• **TASK STATEMENT**: All of the entries below are to be repeated word for word.

Records from a collection
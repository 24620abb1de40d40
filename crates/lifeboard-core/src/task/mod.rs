//! Task types.
//!
//! Tasks are created by the user or by an AI breakdown of a larger goal, and
//! only ever change through toggle and delete.

mod store;

pub use store::TaskStore;

use chrono::NaiveDate;
use serde::{Deserialize, Serialize};
use std::fmt;
use std::str::FromStr;

use crate::error::ValidationError;

/// Life area a task belongs to.
#[derive(Debug, Clone, Copy, Default, PartialEq, Eq, Hash, Serialize, Deserialize)]
#[serde(rename_all = "lowercase")]
pub enum TaskCategory {
    #[default]
    Work,
    Personal,
    Growth,
}

impl TaskCategory {
    pub const ALL: [TaskCategory; 3] = [TaskCategory::Work, TaskCategory::Personal, TaskCategory::Growth];

    pub fn as_str(self) -> &'static str {
        match self {
            TaskCategory::Work => "work",
            TaskCategory::Personal => "personal",
            TaskCategory::Growth => "growth",
        }
    }
}

impl fmt::Display for TaskCategory {
    fn fmt(&self, f: &mut fmt::Formatter<'_>) -> fmt::Result {
        f.write_str(self.as_str())
    }
}

impl FromStr for TaskCategory {
    type Err = ValidationError;

    fn from_str(s: &str) -> Result<Self, Self::Err> {
        match s.trim().to_ascii_lowercase().as_str() {
            "work" => Ok(TaskCategory::Work),
            "personal" => Ok(TaskCategory::Personal),
            "growth" => Ok(TaskCategory::Growth),
            other => Err(ValidationError::InvalidValue {
                field: "category".into(),
                message: format!("expected work, personal or growth, got '{other}'"),
            }),
        }
    }
}

#[derive(Debug, Clone, PartialEq, Eq, Serialize, Deserialize)]
#[serde(rename_all = "camelCase")]
pub struct Task {
    pub id: String,
    pub title: String,
    pub completed: bool,
    pub category: TaskCategory,
    #[serde(default, skip_serializing_if = "Option::is_none")]
    pub due_date: Option<NaiveDate>,
}

impl Task {
    pub fn new(title: impl Into<String>, category: TaskCategory) -> Self {
        Self {
            id: uuid::Uuid::new_v4().to_string(),
            title: title.into(),
            completed: false,
            category,
            due_date: None,
        }
    }
}

/// One sub-task proposed by the breakdown call.
#[derive(Debug, Clone, PartialEq, Eq, Serialize, Deserialize)]
pub struct TaskDraft {
    pub title: String,
    #[serde(default)]
    pub category: TaskCategory,
}

impl TaskDraft {
    pub fn new(title: impl Into<String>, category: TaskCategory) -> Self {
        Self {
            title: title.into(),
            category,
        }
    }
}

• **ANSWER**:
repository 24620abb1de40d40
filename crates/lifeboard-core/src/task/mod.rs
//! Task types.
//!
//! Tasks are created by the user or by an AI breakdown of a larger goal, and
//! only ever change through toggle and delete.

mod store;

pub use store::TaskStore;

use chrono::NaiveDate;
use serde::{Deserialize, Serialize};
use std::fmt;
use std::str::FromStr;

use crate::error::ValidationError;

/// Life area a task belongs to.
#[derive(Debug, Clone, Copy, Default, PartialEq, Eq, Hash, Serialize, Deserialize)]
#[serde(rename_all = "lowercase")]
pub enum TaskCategory {
    #[default]
    Work,
    Personal,
    Growth,
}

impl TaskCategory {
    pub const ALL: [TaskCategory; 3] = [TaskCategory::Work, TaskCategory::Personal, TaskCategory::Growth];

    pub fn as_str(self) -> &'static str {
        match self {
            TaskCategory::Work => "work",
            TaskCategory::Personal => "personal",
            TaskCategory::Growth => "growth",
        }
    }
}

impl fmt::Display for TaskCategory {
    fn fmt(&self, f: &mut fmt::Formatter<'_>) -> fmt::Result {
        f.write_str(self.as_str())
    }
}

impl FromStr for TaskCategory {
    type Err = ValidationError;

    fn from_str(s: &str) -> Result<Self, Self::Err> {
        match s.trim().to_ascii_lowercase().as_str() {
            "work" => Ok(TaskCategory::Work),
            "personal" => Ok(TaskCategory::Personal),
            "growth" => Ok(TaskCategory::Growth),
            other => Err(ValidationError::InvalidValue {
                field: "category".into(),
                message: format!("expected work, personal or growth, got '{other}'"),
            }),
        }
    }
}

#[derive(Debug, Clone, PartialEq, Eq, Serialize, Deserialize)]
#[serde(rename_all = "camelCase")]
pub struct Task {
    pub id: String,
    pub title: String,
    pub completed: bool,
    pub category: TaskCategory,
    #[serde(default, skip_serializing_if = "Option::is_none")]
    pub due_date: Option<NaiveDate>,
}

impl Task {
    pub fn new(title: impl Into<String>, category: TaskCategory) -> Self {
        Self {
            id: uuid::Uuid::new_v4().to_string(),
            title: title.into(),
            completed: false,
            category,
            due_date: None,
        }
    }
}

/// One sub-task proposed by the breakdown call.
#[derive(Debug, Clone, PartialEq, Eq, Serialize, Deserialize)]
pub struct TaskDraft {
    pub title: String,
    #[serde(default)]
    pub category: TaskCategory,
}

impl TaskDraft {
    pub fn new(title: impl Into<String>, category: TaskCategory) -> Self {
        Self {
            title: title.into(),
            category,
        }
    }
}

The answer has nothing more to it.